Stosunek pracy charakteryzuje się tym, że pracownik musi osobiście świadczyć pracę. Dlatego gdy taka osoba umiera, staje się on bezprzedmiotowy i w konsekwencji wygasa (art. 631 § 1 k.p.). Ale to nie znaczy, że niezrealizowane prawa majątkowe, jakie przysługiwały zmarłemu, też wygasają. Wręcz przeciwnie. Pracodawca ma obowiązek przekazać je osobom najbliższym zmarłego pracownika i to bez postępowania spadkowego. Dopiero gdy takich osób nie ma, wypłacić spadkobiercom po stwierdzeniu nabycia spadku.
Zanim zajmiemy się przejmowaniem i dziedziczeniem praw majątkowych ze stosunku pracy, wyjaśnijmy, co mieści się w tych prawach.
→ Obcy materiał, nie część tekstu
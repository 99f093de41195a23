//! Base implementation of `IDwgStreamWriter` with bit-level output.
//!
//! Bits are accumulated MSB-first in `last_byte`; once a byte is complete it
//! is pushed to the output vector. `bit_shift` is the number of bits already
//! placed in `last_byte`.

use crate::error::{DwgError, Result};
use crate::io::dwg::constants::{
    bit_double, bit_double_with_default, bit_long, bit_short, CONTINUATION_FLAG,
    MODULAR_CHAR_SIGN_FLAG,
};
use crate::io::dwg::reference_type::HandleReference;

use super::stream_writer::IDwgStreamWriter;

use byteorder::{ByteOrder, LittleEndian};
use encoding_rs::Encoding;

/// Largest value an unsigned modular char can carry (8 × 7 bits).
const MODULAR_CHAR_LIMIT: u64 = 1 << 56;

/// Largest magnitude a signed modular char can carry (7 × 7 + 6 bits).
const SIGNED_MODULAR_CHAR_LIMIT: u64 = 1 << 55;

/// Largest value a modular short can carry (2 × 15 bits).
const MODULAR_SHORT_LIMIT: u32 = 1 << 30;

/// Base implementation of the bit-level DWG stream writer.
#[derive(Debug, Clone)]
pub struct DwgStreamWriterBase {
    data: Vec<u8>,
    bit_shift: u8,
    last_byte: u8,
    encoding: &'static Encoding,
}

impl Default for DwgStreamWriterBase {
    fn default() -> Self {
        Self::new()
    }
}

impl DwgStreamWriterBase {
    /// Create a new, empty writer.
    pub fn new() -> Self {
        Self {
            data: Vec::new(),
            bit_shift: 0,
            last_byte: 0,
            encoding: encoding_rs::WINDOWS_1252,
        }
    }

    /// Set the text encoding.
    pub fn set_encoding(&mut self, encoding: &'static Encoding) {
        self.encoding = encoding;
    }

    /// Completed bytes written so far (excludes a partial trailing byte).
    pub fn data(&self) -> &[u8] {
        &self.data
    }

    /// Consume the writer and return the data, zero-padding the last byte.
    pub fn into_data(mut self) -> Vec<u8> {
        if self.bit_shift > 0 {
            self.data.push(self.last_byte);
        }
        self.data
    }

    fn reset_shift(&mut self) {
        self.bit_shift = 0;
        self.last_byte = 0;
    }

    /// Write the low `width` bits of `value`, most significant first.
    fn write_bits(&mut self, value: u8, width: u8) -> Result<()> {
        for i in (0..width).rev() {
            self.write_bit((value >> i) & 1 != 0)?;
        }
        Ok(())
    }

    fn out_of_range(value_type: &'static str, value: i64) -> DwgError {
        DwgError::ValueOutOfRange { value_type, value }
    }
}

impl IDwgStreamWriter for DwgStreamWriterBase {
    fn position_in_bits(&self) -> usize {
        self.data.len() * 8 + self.bit_shift as usize
    }

    // ---------------------------------------------------------------
    // Raw writes
    // ---------------------------------------------------------------

    fn write_bytes(&mut self, bytes: &[u8]) -> Result<()> {
        if self.bit_shift == 0 {
            self.data.extend_from_slice(bytes);
            return Ok(());
        }

        let num = 8 - self.bit_shift;
        for &b in bytes {
            self.data.push(self.last_byte | (b >> self.bit_shift));
            self.last_byte = b << num;
        }
        Ok(())
    }

    fn write_byte(&mut self, value: u8) -> Result<()> {
        self.write_bytes(&[value])
    }

    fn write_raw_short(&mut self, value: i16) -> Result<()> {
        let mut buf = [0u8; 2];
        LittleEndian::write_i16(&mut buf, value);
        self.write_bytes(&buf)
    }

    fn write_raw_ushort(&mut self, value: u16) -> Result<()> {
        let mut buf = [0u8; 2];
        LittleEndian::write_u16(&mut buf, value);
        self.write_bytes(&buf)
    }

    fn write_raw_long(&mut self, value: i32) -> Result<()> {
        let mut buf = [0u8; 4];
        LittleEndian::write_i32(&mut buf, value);
        self.write_bytes(&buf)
    }

    fn write_raw_double(&mut self, value: f64) -> Result<()> {
        let mut buf = [0u8; 8];
        LittleEndian::write_f64(&mut buf, value);
        self.write_bytes(&buf)
    }

    // ---------------------------------------------------------------
    // Bit-coded writes
    // ---------------------------------------------------------------

    fn write_bit(&mut self, value: bool) -> Result<()> {
        if value {
            self.last_byte |= 1 << (7 - self.bit_shift);
        }

        if self.bit_shift < 7 {
            self.bit_shift += 1;
            return Ok(());
        }

        // bit_shift == 7: this is the last bit in the byte
        self.data.push(self.last_byte);
        self.reset_shift();
        Ok(())
    }

    fn write_2bits(&mut self, value: u8) -> Result<()> {
        let value = value & 0b11;
        if self.bit_shift < 6 {
            self.last_byte |= value << (6 - self.bit_shift);
            self.bit_shift += 2;
        } else if self.bit_shift == 6 {
            self.last_byte |= value;
            self.data.push(self.last_byte);
            self.reset_shift();
        } else {
            // bit_shift == 7: spans byte boundary
            self.last_byte |= value >> 1;
            self.data.push(self.last_byte);
            self.last_byte = value << 7;
            self.bit_shift = 1;
        }
        Ok(())
    }

    fn write_3bits(&mut self, value: u8) -> Result<()> {
        self.write_bits(value, 3)
    }

    fn write_4bits(&mut self, value: u8) -> Result<()> {
        self.write_bits(value, 4)
    }

    fn write_bit_short(&mut self, value: i16) -> Result<()> {
        match value {
            0 => self.write_2bits(bit_short::ZERO_VALUE),
            256 => self.write_2bits(bit_short::VALUE_256),
            1..=255 => {
                self.write_2bits(bit_short::UNSIGNED_CHAR)?;
                self.write_byte(value as u8)
            }
            _ => {
                self.write_2bits(bit_short::NORMAL)?;
                self.write_raw_short(value)
            }
        }
    }

    fn write_bit_long(&mut self, value: i32) -> Result<()> {
        match value {
            0 => self.write_2bits(bit_long::ZERO_VALUE),
            1..=255 => {
                self.write_2bits(bit_long::UNSIGNED_CHAR)?;
                self.write_byte(value as u8)
            }
            _ => {
                self.write_2bits(bit_long::NORMAL)?;
                self.write_raw_long(value)
            }
        }
    }

    fn write_bit_double(&mut self, value: f64) -> Result<()> {
        // Compared bitwise so -0.0 keeps its sign through a full raw double
        if value.to_bits() == 0 {
            return self.write_2bits(bit_double::ZERO_VALUE);
        }
        if value.to_bits() == 1.0f64.to_bits() {
            return self.write_2bits(bit_double::ONE_VALUE);
        }

        self.write_2bits(bit_double::NORMAL)?;
        self.write_raw_double(value)
    }

    fn write_bit_double_with_default(&mut self, def: f64, value: f64) -> Result<()> {
        if def.to_bits() == value.to_bits() {
            return self.write_2bits(bit_double_with_default::DEFAULT_VALUE);
        }

        let mut def_bytes = [0u8; 8];
        let mut value_bytes = [0u8; 8];
        LittleEndian::write_f64(&mut def_bytes, def);
        LittleEndian::write_f64(&mut value_bytes, value);

        // Count matching bytes from the most significant end
        let shared = def_bytes
            .iter()
            .rev()
            .zip(value_bytes.iter().rev())
            .take_while(|(d, v)| d == v)
            .count();

        if shared >= 4 {
            self.write_2bits(bit_double_with_default::PATCH_4_BYTES)?;
            self.write_bytes(&value_bytes[0..4])
        } else if shared >= 2 {
            self.write_2bits(bit_double_with_default::PATCH_6_BYTES)?;
            self.write_bytes(&value_bytes[4..6])?;
            self.write_bytes(&value_bytes[0..4])
        } else {
            self.write_2bits(bit_double_with_default::FULL_RAW_DOUBLE)?;
            self.write_bytes(&value_bytes)
        }
    }

    // ---------------------------------------------------------------
    // Modular values
    // ---------------------------------------------------------------

    fn write_modular_char(&mut self, value: u64) -> Result<()> {
        if value >= MODULAR_CHAR_LIMIT {
            return Err(Self::out_of_range(
                "ModularChar",
                i64::try_from(value).unwrap_or(i64::MAX),
            ));
        }

        let mut rest = value;
        while rest >= CONTINUATION_FLAG as u64 {
            self.write_byte((rest & 0x7F) as u8 | CONTINUATION_FLAG)?;
            rest >>= 7;
        }
        self.write_byte(rest as u8)
    }

    fn write_signed_modular_char(&mut self, value: i64) -> Result<()> {
        let magnitude = value.unsigned_abs();
        if magnitude >= SIGNED_MODULAR_CHAR_LIMIT {
            return Err(Self::out_of_range("SignedModularChar", value));
        }

        // The last byte has only 6 value bits next to the sign flag
        let mut rest = magnitude;
        while rest >= MODULAR_CHAR_SIGN_FLAG as u64 {
            self.write_byte((rest & 0x7F) as u8 | CONTINUATION_FLAG)?;
            rest >>= 7;
        }

        let sign = if value < 0 { MODULAR_CHAR_SIGN_FLAG } else { 0 };
        self.write_byte(rest as u8 | sign)
    }

    fn write_modular_short(&mut self, value: u32) -> Result<()> {
        if value >= MODULAR_SHORT_LIMIT {
            return Err(Self::out_of_range("ModularShort", value as i64));
        }

        if value < 0x8000 {
            return self.write_raw_ushort(value as u16);
        }

        self.write_raw_ushort((value & 0x7FFF) as u16 | 0x8000)?;
        self.write_raw_ushort((value >> 15) as u16)
    }

    // ---------------------------------------------------------------
    // Text
    // ---------------------------------------------------------------

    fn write_variable_text(&mut self, value: &str) -> Result<()> {
        let (encoded, _, _) = self.encoding.encode(value);
        self.write_text_bytes(&encoded)
    }

    fn write_text_bytes(&mut self, bytes: &[u8]) -> Result<()> {
        let length = i16::try_from(bytes.len())
            .map_err(|_| Self::out_of_range("VariableText", bytes.len() as i64))?;
        self.write_bit_short(length)?;
        self.write_bytes(bytes)
    }

    // ---------------------------------------------------------------
    // Handle references
    // ---------------------------------------------------------------

    fn handle_reference(&mut self, handle: &HandleReference) -> Result<()> {
        if handle.code() > 0x0F {
            return Err(Self::out_of_range("HandleCode", handle.code() as i64));
        }
        self.write_byte((handle.code() << 4) | handle.counter())?;
        self.write_bytes(handle.payload())
    }

    fn handle_reference_8bit_length(&mut self, handle: &HandleReference) -> Result<()> {
        self.write_byte(handle.counter())?;
        self.write_bytes(handle.payload())
    }

    // ---------------------------------------------------------------
    // Stream control
    // ---------------------------------------------------------------

    fn write_spear_shift(&mut self) -> Result<()> {
        if self.bit_shift > 0 {
            self.data.push(self.last_byte);
            self.reset_shift();
        }
        Ok(())
    }
}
Już sama nazwa sugeruje, że chodzi o prawa, które przekładają się na konkretne wartości majątkowe (pieniężne). Obejmują one zatem prawo do niewypłaconych przez pracodawcę zmarłemu pracownikowi m.in. następujących świadczeń:
- zaległego i bieżącego wynagrodzenia,
- nagrody jubileuszowej,
- dodatków do wynagrodzenia i prowizji, jeśli zmarłemu przysługiwały,
- wynagrodzenia za godziny nadliczbowe,
- ekwiwalentu za urlop wypoczynkowy,
- odprawy pieniężnej,
- odszkodowania, np. za niezgodne z prawem rozwiązanie umowy o pracę >patrz przykład 1.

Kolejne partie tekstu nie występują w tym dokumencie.